If I don't pull it off - then we'll have to wait another year.   A year in Hollywood - I shudder to think - anything could happen.

Okay, so I can't focus on the outcome.    I can't think of how much is riding on this draft.  I can't think about the fact that in 15 years my son will be heading off to college.  

I've simply got to take that next step.  From A to B.

A to B.  The step right in front of me is all that matters.  Getting that step right is all I can do.  

So here's my plan:

Write ten scenes a day.    (I'm half way done right now - and at this pace I should be able to get a draft by the weekend.)

Then, I'll get some key reads.  

And turn it in to the B.H.P.  

Then I'll start praying.

As well as blow the dust off my spec, take a look at some possible future writing gigs, break-down my indie film and create a budget.  

Wow.  Writing ten scenes a day is really going to be the easy part!*

I'll keep you posted!  

PS.  Ten scenes a day is a little misleading.  I have a very detailed outline that I'm working on.  Usually a beat in an outline would be one sentence.  Here I have whole chunks of dialogue and most of the description already written out.  I simply divided the work I still needed to do by the days I needed to do it in. Some days will be long and hard, other days will be easy and maybe I can get a jump on the long and hard days.  But, I've just created a manageable  next step.  From A to B.   Basically the same process of every step of writing.  

Happy Writing!

Monday, January 9, 2012

Happy New Year - Starting Again

Writing Tip Of The Week:   The easiest and the hardest thing to do:  Start!

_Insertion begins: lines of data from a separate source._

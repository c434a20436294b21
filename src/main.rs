use std::path::PathBuf;
use std::sync::Arc;
use std::time::Duration;

use anyhow::{Context, Result};
use clap::Parser;

use viewlog::config::{self, Config};
use viewlog::logging::{self, Logger};
use viewlog::server;

/// Write sample errors to a rotating log and serve the log directory over HTTP
#[derive(Parser)]
#[command(name = "viewlog")]
#[command(version)]
#[command(about = "Leveled file logger with a browsable log directory")]
struct Cli {
    /// Port to serve on
    #[arg(short = 'p', long = "port")]
    port: Option<u16>,

    /// The directory of static files to host
    #[arg(short = 'd', long = "dir")]
    dir: Option<PathBuf>,

    /// Config file (default: ~/.viewlog/config.toml)
    #[arg(short, long)]
    config: Option<PathBuf>,

    /// Seconds between sample records
    #[arg(long)]
    interval: Option<u64>,

    /// Increase verbosity (-v, -vv)
    #[arg(short, long, action = clap::ArgAction::Count)]
    verbose: u8,
}

impl Cli {
    fn resolve_config(&self) -> Result<Config> {
        let mut config = match &self.config {
            Some(path) => Config::load_from(path)?,
            None => Config::load()?,
        };
        if let Some(port) = self.port {
            config.server.port = port;
        }
        if let Some(dir) = &self.dir {
            config.server.directory = dir.clone();
        }
        if let Some(interval) = self.interval {
            config.demo.interval_secs = interval;
        }
        Ok(config)
    }
}

#[tokio::main]
async fn main() -> Result<()> {
    let cli = Cli::parse();
    logging::init_diagnostics(cli.verbose)?;

    let config = cli.resolve_config()?;
    config::ensure_log_directory(&config.logger)?;

    let handle = server::start(config.server.port, config.server.directory.clone())
        .await
        .context("Log server could not start")?;

    let logger = Arc::new(Logger::from_config(&config.logger));
    tracing::info!(
        "Logging to {} (view: {})",
        logger.file_path().display(),
        logger.rotator().view_path().display()
    );

    let mut ticker = tokio::time::interval(Duration::from_secs(config.demo.interval_secs.max(1)));
    let interrupted = tokio::signal::ctrl_c();
    tokio::pin!(interrupted);

    loop {
        tokio::select! {
            _ = ticker.tick() => {
                let logger = Arc::clone(&logger);
                let message = config.demo.message.clone();
                tokio::task::spawn_blocking(move || logger.error(&[&message]))
                    .await
                    .context("Sample writer task failed")?;
            }
            _ = &mut interrupted => {
                tracing::info!("Interrupted, stopping");
                break;
            }
        }
    }

    handle.shutdown()
}
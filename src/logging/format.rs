//! Log line rendering
//!
//! Turns positional values or a `format_args!` template into a single physical line
//! of the form `[<timestamp>][<Tag>][<message>]`.

use std::fmt::{self, Display, Write as _};

use chrono::{DateTime, Local, SecondsFormat, TimeZone};

use super::level::TraceLevel;

/// Separator placed between positional values
pub const VALUE_SEPARATOR: &str = ", ";

/// Render positional values with their `Display` form, joined by `", "`
pub fn join_values(values: &[&dyn Display]) -> String {
    let mut out = String::new();
    for (i, value) in values.iter().enumerate() {
        if i > 0 {
            out.push_str(VALUE_SEPARATOR);
        }
        // Writing into a String cannot fail
        let _ = write!(out, "{}", value);
    }
    out
}

/// Render a template
pub fn render_template(args: fmt::Arguments<'_>) -> String {
    fmt::format(args)
}

/// Replace every newline with a single space
pub fn normalize_body(body: &str) -> String {
    body.replace('\n', " ")
}

/// RFC3339 timestamp used in log lines
pub fn line_timestamp<Tz: TimeZone>(at: &DateTime<Tz>) -> String
where
    Tz::Offset: Display,
{
    at.to_rfc3339_opts(SecondsFormat::Secs, true)
}

/// Build a full log line, terminator included
pub fn render_line<Tz: TimeZone>(at: &DateTime<Tz>, level: TraceLevel, body: &str) -> String
where
    Tz::Offset: Display,
{
    format!(
        "[{}][{}][{}]\n",
        line_timestamp(at),
        level.tag(),
        normalize_body(body)
    )
}

/// Build a log line stamped with the current local time
pub fn render_line_now(level: TraceLevel, body: &str) -> String {
    render_line(&Local::now(), level, body)
}
// This file is part of the terraform-provider-cloudbolt project
//
// Copyright (C) ANEO, 2024-2024. All rights reserved.
//
// Licensed under the Apache License, Version 2.0 (the "License")
// you may not use this file except in compliance with the License.
// You may obtain a copy of the License at
//
//     http://www.apache.org/licenses/LICENSE-2.0
//
// Unless required by applicable law or agreed to in writing, software
// distributed under the License is distributed on an "AS IS" BASIS,
// WITHOUT WARRANTIES OR CONDITIONS OF ANY KIND, either express or implied.
// See the License for the specific language governing permissions and
// limitations under the License.

use std::collections::HashMap;

use async_trait::async_trait;
use serde::{Deserialize, Serialize};

use tf_provider::{map, AttributePath};
use tf_provider::schema::{Attribute, AttributeConstraint, AttributeType, Description};
use tf_provider::value::{Value, ValueString};

use crate::client::model::{JobStatus, MicrosoftAdComputerAccount, MicrosoftAdComputerAccountRequest};
use crate::client::CloudBoltClient;
use crate::error::{Error, Result};
use crate::utils::normalize_parameters;

use super::{keep_optional, plan_optional, replaced_if_set, Common, ManagedObject, PolicyRecord};

/// Computer account created through a OneFuse Microsoft AD policy
#[derive(Debug, Default, Clone)]
pub struct AdComputerAccount;

#[derive(Debug, Clone, PartialEq, Eq, Serialize, Deserialize, Default)]
pub struct AdComputerAccountState<'a> {
    #[serde(borrow = "'a")]
    #[serde(flatten)]
    pub common: Common<'a>,
    #[serde(flatten)]
    pub policy: PolicyRecord<'a>,
    pub name: ValueString<'a>,
    pub final_ou: ValueString<'a>,
}

impl<'a> AsRef<Common<'a>> for AdComputerAccountState<'a> {
    fn as_ref(&self) -> &Common<'a> {
        &self.common
    }
}

impl<'a> AsMut<Common<'a>> for AdComputerAccountState<'a> {
    fn as_mut(&mut self) -> &mut Common<'a> {
        &mut self.common
    }
}

/// Active Directory names are case-insensitive
fn same_name(a: &str, b: &str) -> bool {
    a.eq_ignore_ascii_case(b)
}

impl<'a> AdComputerAccountState<'a> {
    fn account_id(&self) -> Result<i64> {
        self.common.id.as_str().parse::<i64>().map_err(|_| {
            Error::NotFound(format!("Microsoft AD computer account {:?}", self.common.id.as_str()))
        })
    }

    fn set_account(&mut self, account: MicrosoftAdComputerAccount) {
        self.common.id = ValueString::from(account.id.to_string());
        self.policy.set_links(&account.links);
        let renamed = match self.name.as_deref_option() {
            Some(name) => !same_name(name, &account.name),
            None => true,
        };
        if renamed {
            self.name = ValueString::from(account.name);
        }
        self.final_ou = ValueString::from(account.final_ou);
    }
}

#[async_trait]
impl ManagedObject for AdComputerAccount {
    const NAME: &'static str = "Microsoft AD Computer Account";
    type State<'a> = AdComputerAccountState<'a>;

    fn attributes() -> HashMap<String, Attribute> {
        let mut attributes = map! {
            "name" => Attribute {
                attr_type: AttributeType::String,
                description: Description::plain("Name of the computer account, generated by the policy when omitted"),
                constraint: AttributeConstraint::OptionalComputed,
                ..Default::default()
            },
            "final_ou" => Attribute {
                attr_type: AttributeType::String,
                description: Description::plain("Organizational unit the account ends up in"),
                constraint: AttributeConstraint::OptionalComputed,
                ..Default::default()
            },
        };
        attributes.extend(PolicyRecord::attributes("Microsoft AD"));
        attributes
    }

    fn replaced_by<'a>(prior: &Self::State<'a>, proposed: &Self::State<'a>) -> Vec<AttributePath> {
        let mut paths = Vec::new();
        if let Some(name) = proposed.name.as_deref_option() {
            if !prior.name.as_deref_option().is_some_and(|prior| same_name(prior, name)) {
                paths.push(AttributePath::new("name"));
            }
        }
        prior.policy.replaced_by(&proposed.policy, &mut paths);
        replaced_if_set(&mut paths, "final_ou", &prior.final_ou, &proposed.final_ou);
        paths
    }

    fn plan_computed<'a>(state: &mut Self::State<'a>, config: &Self::State<'a>) {
        state.policy.plan(&config.policy);
        plan_optional(&mut state.name, &config.name);
        plan_optional(&mut state.final_ou, &config.final_ou);
    }

    fn keep_computed<'a>(state: &mut Self::State<'a>, prior: &Self::State<'a>) {
        state.policy.keep(&prior.policy);
        keep_optional(&mut state.name, &prior.name);
        keep_optional(&mut state.final_ou, &prior.final_ou);
        // A name differing only by case is the same account
        let same = matches!(
            (&state.name, &prior.name),
            (Value::Value(planned), Value::Value(known)) if same_name(planned, known)
        );
        if same {
            state.name = prior.name.clone();
        }
    }

    fn workspace<'s>(state: &'s Self::State<'_>) -> Option<&'s str> {
        state.policy.workspace()
    }

    fn submitted_to(state: &mut Self::State<'_>, workspace: &str) {
        state.policy.workspace_url = ValueString::from(workspace.to_owned());
    }

    async fn submit<'a>(
        &self,
        client: &CloudBoltClient,
        state: &Self::State<'a>,
        workspace: &str,
    ) -> Result<JobStatus> {
        client
            .create_microsoft_ad_computer_account(&MicrosoftAdComputerAccountRequest {
                name: state.name.as_str().to_owned(),
                final_ou: state.final_ou.as_str().to_owned(),
                policy: CloudBoltClient::microsoft_ad_policy_path(state.policy.policy_id()?),
                workspace: workspace.to_owned(),
                template_properties: normalize_parameters(&state.common.template_properties),
            })
            .await
    }

    async fn load<'a>(
        &self,
        client: &CloudBoltClient,
        href: &str,
        state: &mut Self::State<'a>,
    ) -> Result<()> {
        state.set_account(client.get_microsoft_ad_computer_account(href).await?);
        Ok(())
    }

    async fn refresh<'a>(
        &self,
        client: &CloudBoltClient,
        state: &mut Self::State<'a>,
    ) -> Result<()> {
        let account = client
            .get_microsoft_ad_computer_account_by_id(state.account_id()?)
            .await?;
        state.set_account(account);
        Ok(())
    }

    async fn remove<'a>(
        &self,
        client: &CloudBoltClient,
        state: &Self::State<'a>,
    ) -> Result<JobStatus> {
        client
            .delete_microsoft_ad_computer_account(state.account_id()?)
            .await
    }
}

#[cfg(test)]
mod tests {
    use serde_json::json;

    use super::*;

    fn account() -> AdComputerAccountState<'static> {
        AdComputerAccountState {
            common: Common {
                id: "12".into(),
                ..Default::default()
            },
            policy: PolicyRecord {
                workspace_url: "/api/v3/onefuse/workspaces/2/".into(),
                policy_id: Value::Value(3),
            },
            name: "WEB01".into(),
            final_ou: "OU=Servers,DC=example,DC=com".into(),
        }
    }

    fn read(document: serde_json::Value) -> MicrosoftAdComputerAccount {
        serde_json::from_value(document).unwrap()
    }

    #[test]
    fn name_case_is_not_a_change() {
        let proposed = AdComputerAccountState {
            name: "web01".into(),
            ..account()
        };

        assert!(AdComputerAccount::replaced_by(&account(), &proposed).is_empty());

        let mut planned = proposed.clone();
        AdComputerAccount::keep_computed(&mut planned, &account());
        assert_eq!(planned.name.as_str(), "WEB01");
    }

    #[test]
    fn renaming_forces_a_new_account() {
        let proposed = AdComputerAccountState {
            name: "web02".into(),
            final_ou: Value::Null,
            ..account()
        };

        assert_eq!(
            AdComputerAccount::replaced_by(&account(), &proposed),
            vec![AttributePath::new("name")]
        );
    }

    #[test]
    fn read_keeps_the_configured_spelling() {
        let mut state = account();

        state.set_account(read(json!({
            "_links": {"policy": {"href": "/api/v3/onefuse/microsoftADPolicies/3/"}},
            "id": 12,
            "name": "web01",
            "finalOu": "OU=Moved,DC=example,DC=com"
        })));

        assert_eq!(state.name.as_str(), "WEB01");
        assert_eq!(state.final_ou.as_str(), "OU=Moved,DC=example,DC=com");
        assert_eq!(state.policy.policy_id, Value::Value(3));

        state.set_account(read(json!({"id": 12, "name": "web03"})));
        assert_eq!(state.name.as_str(), "web03");
    }

    #[test]
    fn generated_name_is_planned_as_unknown() {
        let config = AdComputerAccountState {
            policy: PolicyRecord {
                policy_id: Value::Value(3),
                ..Default::default()
            },
            ..Default::default()
        };
        let mut state = config.clone();

        AdComputerAccount::plan_computed(&mut state, &config);

        assert!(state.name.is_unknown());
        assert!(state.final_ou.is_unknown());
        assert!(state.policy.workspace_url.is_unknown());
    }

    #[test]
    fn account_id_comes_from_the_state_id() {
        assert_eq!(account().account_id().unwrap(), 12);
        assert!(AdComputerAccountState::default()
            .account_id()
            .unwrap_err()
            .is_not_found());
    }
}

--WHEN IT'S EASY - IT GETS HARDER.   Let me explain, you wake up with an inspiration.  The next thing you know you are scribbling on whatever you can get your hands on to get these ideas down.  You're riding a lightning bolt.  That's an easy start.  Often times, the next part gets hard.  The organizing your brilliance and fixing the problems the lightning had blinded you to sucks in comparison.  And you'll question whether what you thought was brilliant actually was.

--WHEN IT'S HARD - IT GETS EASIER.  Right from the beginning you are pulling teeth.  That's when the closets get organized, you answer emails to anyone, etc.  You are starting cold and have to much through unti you grab an  idea.  But once you break through you are on a roll.  Time is sailing, you are underway.

So those are the two ways it can go.  To get through both you just have to stick with it.  Break down your goals.

For example, today I have a three hour window of uninterrupted time (a rare thing for a working mom with a toddler) and so I am setting a goal that if I stay focused and suck down an adequate amount of caffeine, I should be able to conquer.

It's taking the first step and then following it with the next that will get you there.  But just remember, even if it's easy, don't get discouraged when it gets hard.  And if it's starting off with a challenge, keep going it will get easier.

Happy Writing and Happy Monday!

PS.  The new site - although we have it up on our server - has been delayed.  The movie needed more work over the holidays (see previous posts) and so, the new blog has had to be re-prioritized to its rightful place (below actually contractually bound writing jobs... ;)  But it's still in the works.